Steinberg continued some professional activity with U2, directing one of the music videos made for the 1997 single "Staring at the Sun". The video featured close-ups of each of the band members set off by an array of lighting effects. Following the September 11 attacks, she was one of the backing singers on the song "Walk On" for the America: A Tribute to Heroes telethon.

The couple married on 17 June 2002 in a small civil service at the Dublin registry office, and a few days later in a ceremony atop a mountain in the South of France. The Edge said, "The Dublin ceremony was just a necessary formality." The only people present were his two best men: Bono and antiques dealer Chantal O'Sullivan. Four days later, their French wedding was held with 200 or more guests at the hilltop village of Èze overlooking the Côte d'Azur followed by a seaside reception. The ceremony was led by Steinberg's father Robert and combined elements of both Christian and Jewish traditions.

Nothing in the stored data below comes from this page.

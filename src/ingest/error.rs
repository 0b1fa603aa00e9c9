// ==========================================
// Vendas Ingest - ingestion error types
// ==========================================
// Tool: thiserror derive macro
//
// Taxonomy: file-level MalformedInput variants abort a run;
// everything row-level is recovered inside the pipeline and
// only surfaces through the report counters.
// ==========================================

use crate::store::error::StoreError;
use thiserror::Error;

/// Ingestion error type
#[derive(Error, Debug)]
pub enum IngestError {
    // ===== File-level errors (fatal, abort the run) =====
    #[error("empty upload: {0} has no ledger rows")]
    EmptyFile(String),

    #[error("no known branch name found in filename: {0}")]
    StoreNotIdentified(String),

    #[error("file read failed: {0}")]
    FileReadError(String),

    #[error("ledger parse failed: {0}")]
    CsvParseError(String),

    // ===== Field-level errors (recovered via documented fallback) =====
    #[error("unparsable date token: {value}")]
    UnparsableDate { value: String },

    // ===== Record-store errors =====
    #[error(transparent)]
    Storage(#[from] StoreError),

    // ===== Generic errors =====
    #[error(transparent)]
    Other(#[from] anyhow::Error),
}

impl From<std::io::Error> for IngestError {
    fn from(err: std::io::Error) -> Self {
        IngestError::FileReadError(err.to_string())
    }
}

impl From<csv::Error> for IngestError {
    fn from(err: csv::Error) -> Self {
        IngestError::CsvParseError(err.to_string())
    }
}

/// Result type alias
pub type IngestResult<T> = Result<T, IngestError>;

The couple bought and renovated a €4 million house in Killiney outside Dublin during 2002–2003, where they lived for their children's primary education. Their daughter Sian had leukaemia at age 7, which required three years of treatment, in Dublin and in California. After discussion with the family, U2 went forward with its 2005–2006 Vertigo Tour, but changed scheduling and reduced dates to enable The Edge to go home more often. Bono later called Steinberg a heroine for having to take up the parental burden and said that without her, the tour would never have taken place. After Sian was declared free of leukaemia, Steinberg and The Edge learned that she was dyslexic and relocated to New York where she could attend a special learning centre.

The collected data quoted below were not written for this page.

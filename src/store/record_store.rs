// ==========================================
// Vendas Ingest - record-store trait
// ==========================================
// Defines the persistence interface the ingestion core depends
// on (no implementation here). The pipeline receives an
// implementation by constructor injection, which is what makes
// test doubles possible.
// ==========================================

use crate::domain::{IngestionRun, NewSale, Operator, Sale, StoreRecord};
use crate::store::error::StoreResult;

// ==========================================
// RecordStore Trait
// ==========================================
// Implementor: SqliteRecordStore
pub trait RecordStore: Send + Sync {
    /// Look up a store by exact, case-sensitive name.
    fn find_store_by_name(&self, name: &str) -> StoreResult<Option<StoreRecord>>;

    /// Insert a new store.
    ///
    /// # Errors
    /// - UniqueConstraintViolation when the name already exists
    ///   (the reconciler re-fetches on this)
    fn insert_store(&self, name: &str, monthly_target: f64) -> StoreResult<StoreRecord>;

    /// Look up an operator by exact name, across all stores.
    ///
    /// Used by the static-mapping variant, whose names are
    /// globally unique.
    fn find_operator_by_name(&self, name: &str) -> StoreResult<Option<Operator>>;

    /// Look up an operator by exact name within one store.
    ///
    /// Used by the filename-scoped variant; never creates.
    fn find_operator_in_store(&self, name: &str, store_id: i64) -> StoreResult<Option<Operator>>;

    /// Insert a new operator.
    ///
    /// # Errors
    /// - UniqueConstraintViolation when (name, store_id) already
    ///   exists (the reconciler re-fetches on this)
    fn insert_operator(
        &self,
        name: &str,
        store_id: i64,
        monthly_target: f64,
        active: bool,
    ) -> StoreResult<Operator>;

    /// Insert one normalized sale row.
    fn insert_sale(&self, sale: &NewSale) -> StoreResult<Sale>;

    /// Record a completed ingestion run.
    fn insert_run(&self, run: &IngestionRun) -> StoreResult<()>;

    /// Ingestion-run history, newest first.
    fn list_runs(&self) -> StoreResult<Vec<IngestionRun>>;
}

Along with Bono and his wife Ali Hewson, the couple co-owns a 20-room villa in Èze in the Alpes-Maritimes in the South of France, where they often host other celebrities. By 2010, Steinberg and The Edge had residences in Dublin, New York, the South of France and Los Angeles. The couple spent five years seeking to gain approval for a large, five-home development atop the Sweetwater Mesa hillside in Malibu, California on land they had bought. Opposed by environmentalists, it was rejected by the California Coastal Commission in 2011, despite the efforts of Robert Steinberg to argue on its behalf. The project was reactivated and the battle intensified again in 2014. Finally, in 2016, the couple received approval from the commission based on a revised design. However, the Sierra Club filed suit against the project.